__Activity__:
Please reproduce the data in full, exactly as it stands.

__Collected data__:
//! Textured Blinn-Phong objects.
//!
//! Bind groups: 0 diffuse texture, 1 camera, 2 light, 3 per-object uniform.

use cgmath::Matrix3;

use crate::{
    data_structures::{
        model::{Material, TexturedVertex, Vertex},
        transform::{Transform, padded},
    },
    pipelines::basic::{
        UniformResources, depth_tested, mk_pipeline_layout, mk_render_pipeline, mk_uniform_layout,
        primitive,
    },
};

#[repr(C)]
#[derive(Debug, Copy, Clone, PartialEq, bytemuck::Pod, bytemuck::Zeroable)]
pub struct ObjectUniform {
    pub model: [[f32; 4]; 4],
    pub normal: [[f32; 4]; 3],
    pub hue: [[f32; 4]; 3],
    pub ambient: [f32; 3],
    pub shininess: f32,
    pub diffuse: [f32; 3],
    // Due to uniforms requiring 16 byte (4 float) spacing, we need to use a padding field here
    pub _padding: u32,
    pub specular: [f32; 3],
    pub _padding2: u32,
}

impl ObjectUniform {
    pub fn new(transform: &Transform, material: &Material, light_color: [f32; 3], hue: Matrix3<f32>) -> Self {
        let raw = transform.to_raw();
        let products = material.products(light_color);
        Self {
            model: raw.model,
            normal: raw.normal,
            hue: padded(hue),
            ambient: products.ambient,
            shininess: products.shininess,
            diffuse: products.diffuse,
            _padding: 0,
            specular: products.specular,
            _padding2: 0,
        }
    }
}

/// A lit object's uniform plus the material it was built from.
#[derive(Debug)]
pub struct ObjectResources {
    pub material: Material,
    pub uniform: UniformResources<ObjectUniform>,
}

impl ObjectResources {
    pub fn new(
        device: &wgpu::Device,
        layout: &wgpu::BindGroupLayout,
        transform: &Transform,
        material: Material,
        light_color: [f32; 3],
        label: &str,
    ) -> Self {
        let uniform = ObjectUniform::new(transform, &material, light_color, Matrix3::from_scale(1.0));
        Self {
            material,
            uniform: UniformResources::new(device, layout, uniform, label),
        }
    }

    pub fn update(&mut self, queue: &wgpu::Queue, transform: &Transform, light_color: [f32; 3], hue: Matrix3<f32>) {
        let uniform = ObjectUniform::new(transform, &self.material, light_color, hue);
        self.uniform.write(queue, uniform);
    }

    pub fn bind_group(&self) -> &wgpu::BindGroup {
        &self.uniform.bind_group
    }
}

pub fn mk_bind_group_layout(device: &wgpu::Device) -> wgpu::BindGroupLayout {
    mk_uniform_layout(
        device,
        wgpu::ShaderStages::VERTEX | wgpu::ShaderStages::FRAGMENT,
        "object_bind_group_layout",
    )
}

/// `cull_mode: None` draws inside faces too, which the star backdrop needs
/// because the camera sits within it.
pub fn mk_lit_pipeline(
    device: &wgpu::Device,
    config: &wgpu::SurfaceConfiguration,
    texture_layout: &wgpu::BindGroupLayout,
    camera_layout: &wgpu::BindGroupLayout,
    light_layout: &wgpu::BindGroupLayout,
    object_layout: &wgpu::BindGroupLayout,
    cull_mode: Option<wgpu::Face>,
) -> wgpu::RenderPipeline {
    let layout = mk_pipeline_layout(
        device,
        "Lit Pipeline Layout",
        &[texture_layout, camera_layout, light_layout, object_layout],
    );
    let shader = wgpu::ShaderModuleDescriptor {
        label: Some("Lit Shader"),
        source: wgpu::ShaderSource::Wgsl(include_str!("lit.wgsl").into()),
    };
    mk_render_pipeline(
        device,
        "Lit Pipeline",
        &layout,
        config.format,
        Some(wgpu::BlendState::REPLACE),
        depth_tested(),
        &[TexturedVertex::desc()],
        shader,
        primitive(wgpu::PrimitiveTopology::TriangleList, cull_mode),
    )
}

__Answer box__:
//! Textured Blinn-Phong objects.
//!
//! Bind groups: 0 diffuse texture, 1 camera, 2 light, 3 per-object uniform.

use cgmath::Matrix3;

use crate::{
    data_structures::{
        model::{Material, TexturedVertex, Vertex},
        transform::{Transform, padded},
    },
    pipelines::basic::{
        UniformResources, depth_tested, mk_pipeline_layout, mk_render_pipeline, mk_uniform_layout,
        primitive,
    },
};

#[repr(C)]
#[derive(Debug, Copy, Clone, PartialEq, bytemuck::Pod, bytemuck::Zeroable)]
pub struct ObjectUniform {
    pub model: [[f32; 4]; 4],
    pub normal: [[f32; 4]; 3],
    pub hue: [[f32; 4]; 3],
    pub ambient: [f32; 3],
    pub shininess: f32,
    pub diffuse: [f32; 3],
    // Due to uniforms requiring 16 byte (4 float) spacing, we need to use a padding field here
    pub _padding: u32,
    pub specular: [f32; 3],
    pub _padding2: u32,
}

impl ObjectUniform {
    pub fn new(transform: &Transform, material: &Material, light_color: [f32; 3], hue: Matrix3<f32>) -> Self {
        let raw = transform.to_raw();
        let products = material.products(light_color);
        Self {
            model: raw.model,
            normal: raw.normal,
            hue: padded(hue),
            ambient: products.ambient,
            shininess: products.shininess,
            diffuse: products.diffuse,
            _padding: 0,
            specular: products.specular,
            _padding2: 0,
        }
    }
}

/// A lit object's uniform plus the material it was built from.
#[derive(Debug)]
pub struct ObjectResources {
    pub material: Material,
    pub uniform: UniformResources<ObjectUniform>,
}

impl ObjectResources {
    pub fn new(
        device: &wgpu::Device,
        layout: &wgpu::BindGroupLayout,
        transform: &Transform,
        material: Material,
        light_color: [f32; 3],
        label: &str,
    ) -> Self {
        let uniform = ObjectUniform::new(transform, &material, light_color, Matrix3::from_scale(1.0));
        Self {
            material,
            uniform: UniformResources::new(device, layout, uniform, label),
        }
    }

    pub fn update(&mut self, queue: &wgpu::Queue, transform: &Transform, light_color: [f32; 3], hue: Matrix3<f32>) {
        let uniform = ObjectUniform::new(transform, &self.material, light_color, hue);
        self.uniform.write(queue, uniform);
    }

    pub fn bind_group(&self) -> &wgpu::BindGroup {
        &self.uniform.bind_group
    }
}

pub fn mk_bind_group_layout(device: &wgpu::Device) -> wgpu::BindGroupLayout {
    mk_uniform_layout(
        device,
        wgpu::ShaderStages::VERTEX | wgpu::ShaderStages::FRAGMENT,
        "object_bind_group_layout",
    )
}

/// `cull_mode: None` draws inside faces too, which the star backdrop needs
/// because the camera sits within it.
pub fn mk_lit_pipeline(
    device: &wgpu::Device,
    config: &wgpu::SurfaceConfiguration,
    texture_layout: &wgpu::BindGroupLayout,
    camera_layout: &wgpu::BindGroupLayout,
    light_layout: &wgpu::BindGroupLayout,
    object_layout: &wgpu::BindGroupLayout,
    cull_mode: Option<wgpu::Face>,
) -> wgpu::RenderPipeline {
    let layout = mk_pipeline_layout(
        device,
        "Lit Pipeline Layout",
        &[texture_layout, camera_layout, light_layout, object_layout],
    );
    let shader = wgpu::ShaderModuleDescriptor {
        label: Some("Lit Shader"),
        source: wgpu::ShaderSource::Wgsl(include_str!("lit.wgsl").into()),
    };
    mk_render_pipeline(
        device,
        "Lit Pipeline",
        &layout,
        config.format,
        Some(wgpu::BlendState::REPLACE),
        depth_tested(),
        &[TexturedVertex::desc()],
        shader,
        primitive(wgpu::PrimitiveTopology::TriangleList, cull_mode),
    )
}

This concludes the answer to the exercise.